→ **WHAT IS EXPECTED**:
Among the lines of the data, copy those that hold "common".

→ **INPUT RECORDS**:
"""

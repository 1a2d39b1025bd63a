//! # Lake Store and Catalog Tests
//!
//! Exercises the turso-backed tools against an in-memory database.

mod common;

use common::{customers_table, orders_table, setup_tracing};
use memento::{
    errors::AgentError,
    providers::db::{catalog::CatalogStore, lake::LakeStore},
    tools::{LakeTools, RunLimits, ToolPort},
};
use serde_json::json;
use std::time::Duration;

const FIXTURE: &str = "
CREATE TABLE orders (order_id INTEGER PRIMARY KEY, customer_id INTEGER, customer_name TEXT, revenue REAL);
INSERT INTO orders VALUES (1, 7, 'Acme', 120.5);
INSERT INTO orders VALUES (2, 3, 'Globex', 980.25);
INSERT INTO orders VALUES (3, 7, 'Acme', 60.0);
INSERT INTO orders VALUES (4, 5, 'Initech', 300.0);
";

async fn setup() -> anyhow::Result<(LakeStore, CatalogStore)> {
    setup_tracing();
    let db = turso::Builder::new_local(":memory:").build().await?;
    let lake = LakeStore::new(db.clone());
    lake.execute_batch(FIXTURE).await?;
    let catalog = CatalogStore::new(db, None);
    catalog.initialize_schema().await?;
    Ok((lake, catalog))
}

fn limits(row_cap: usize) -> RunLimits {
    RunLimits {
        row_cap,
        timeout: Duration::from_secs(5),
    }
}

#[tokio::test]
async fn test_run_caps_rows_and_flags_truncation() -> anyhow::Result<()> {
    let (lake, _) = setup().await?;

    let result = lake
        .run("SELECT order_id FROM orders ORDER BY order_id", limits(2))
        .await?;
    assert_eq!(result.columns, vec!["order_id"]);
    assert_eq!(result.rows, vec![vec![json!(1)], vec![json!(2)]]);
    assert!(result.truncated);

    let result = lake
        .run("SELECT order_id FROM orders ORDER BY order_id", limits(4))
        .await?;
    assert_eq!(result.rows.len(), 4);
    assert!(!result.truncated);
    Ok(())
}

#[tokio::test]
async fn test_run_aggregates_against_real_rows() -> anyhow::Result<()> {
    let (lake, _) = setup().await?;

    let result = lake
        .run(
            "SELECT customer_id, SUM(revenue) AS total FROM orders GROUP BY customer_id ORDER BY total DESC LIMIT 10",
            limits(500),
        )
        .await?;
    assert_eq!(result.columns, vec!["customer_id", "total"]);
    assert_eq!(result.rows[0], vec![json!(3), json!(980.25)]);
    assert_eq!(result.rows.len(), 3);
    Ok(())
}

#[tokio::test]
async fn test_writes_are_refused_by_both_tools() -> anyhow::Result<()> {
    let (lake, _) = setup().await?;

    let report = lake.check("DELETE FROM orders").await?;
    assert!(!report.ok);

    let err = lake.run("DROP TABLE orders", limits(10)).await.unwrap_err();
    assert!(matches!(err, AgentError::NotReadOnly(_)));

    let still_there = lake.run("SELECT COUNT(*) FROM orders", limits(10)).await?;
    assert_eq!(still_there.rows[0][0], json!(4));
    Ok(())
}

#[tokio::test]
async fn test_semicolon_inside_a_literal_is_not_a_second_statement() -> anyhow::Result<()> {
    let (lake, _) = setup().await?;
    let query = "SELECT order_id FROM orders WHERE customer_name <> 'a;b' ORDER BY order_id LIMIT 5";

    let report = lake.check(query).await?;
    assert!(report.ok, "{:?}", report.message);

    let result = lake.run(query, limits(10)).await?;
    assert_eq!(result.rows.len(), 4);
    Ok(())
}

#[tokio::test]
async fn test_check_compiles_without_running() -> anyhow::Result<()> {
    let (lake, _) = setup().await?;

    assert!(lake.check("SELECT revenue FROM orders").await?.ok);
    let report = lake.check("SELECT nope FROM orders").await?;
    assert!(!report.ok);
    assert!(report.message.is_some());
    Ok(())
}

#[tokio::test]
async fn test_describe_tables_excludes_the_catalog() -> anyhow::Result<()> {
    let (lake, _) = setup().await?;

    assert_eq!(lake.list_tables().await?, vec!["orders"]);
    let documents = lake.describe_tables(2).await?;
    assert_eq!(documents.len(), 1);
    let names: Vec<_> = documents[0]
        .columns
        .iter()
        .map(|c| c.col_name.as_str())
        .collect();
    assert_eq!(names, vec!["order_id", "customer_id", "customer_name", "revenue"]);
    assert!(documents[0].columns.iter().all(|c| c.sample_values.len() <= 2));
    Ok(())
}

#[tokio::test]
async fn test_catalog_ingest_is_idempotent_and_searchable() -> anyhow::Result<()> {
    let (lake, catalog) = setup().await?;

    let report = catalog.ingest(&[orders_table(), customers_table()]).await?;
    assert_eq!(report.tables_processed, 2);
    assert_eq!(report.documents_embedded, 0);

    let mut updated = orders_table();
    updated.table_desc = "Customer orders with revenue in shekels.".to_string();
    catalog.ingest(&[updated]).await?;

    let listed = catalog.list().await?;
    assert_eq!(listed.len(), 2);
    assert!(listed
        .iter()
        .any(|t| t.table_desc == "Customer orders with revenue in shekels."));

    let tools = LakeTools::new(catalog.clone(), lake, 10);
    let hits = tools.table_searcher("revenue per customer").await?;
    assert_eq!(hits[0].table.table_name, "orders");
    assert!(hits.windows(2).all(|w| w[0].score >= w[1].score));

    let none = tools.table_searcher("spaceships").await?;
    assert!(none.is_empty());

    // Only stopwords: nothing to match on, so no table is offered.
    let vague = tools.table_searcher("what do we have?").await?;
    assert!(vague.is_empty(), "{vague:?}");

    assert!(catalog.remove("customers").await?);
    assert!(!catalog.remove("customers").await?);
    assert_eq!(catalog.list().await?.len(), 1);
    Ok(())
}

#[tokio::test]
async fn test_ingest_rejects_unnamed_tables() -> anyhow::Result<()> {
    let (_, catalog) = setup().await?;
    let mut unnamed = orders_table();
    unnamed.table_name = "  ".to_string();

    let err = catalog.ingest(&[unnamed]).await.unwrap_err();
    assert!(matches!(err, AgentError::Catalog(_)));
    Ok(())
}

"""

→ **RESULT**:
mod common;
use common::{customers_table, orders_table, setup_tracing};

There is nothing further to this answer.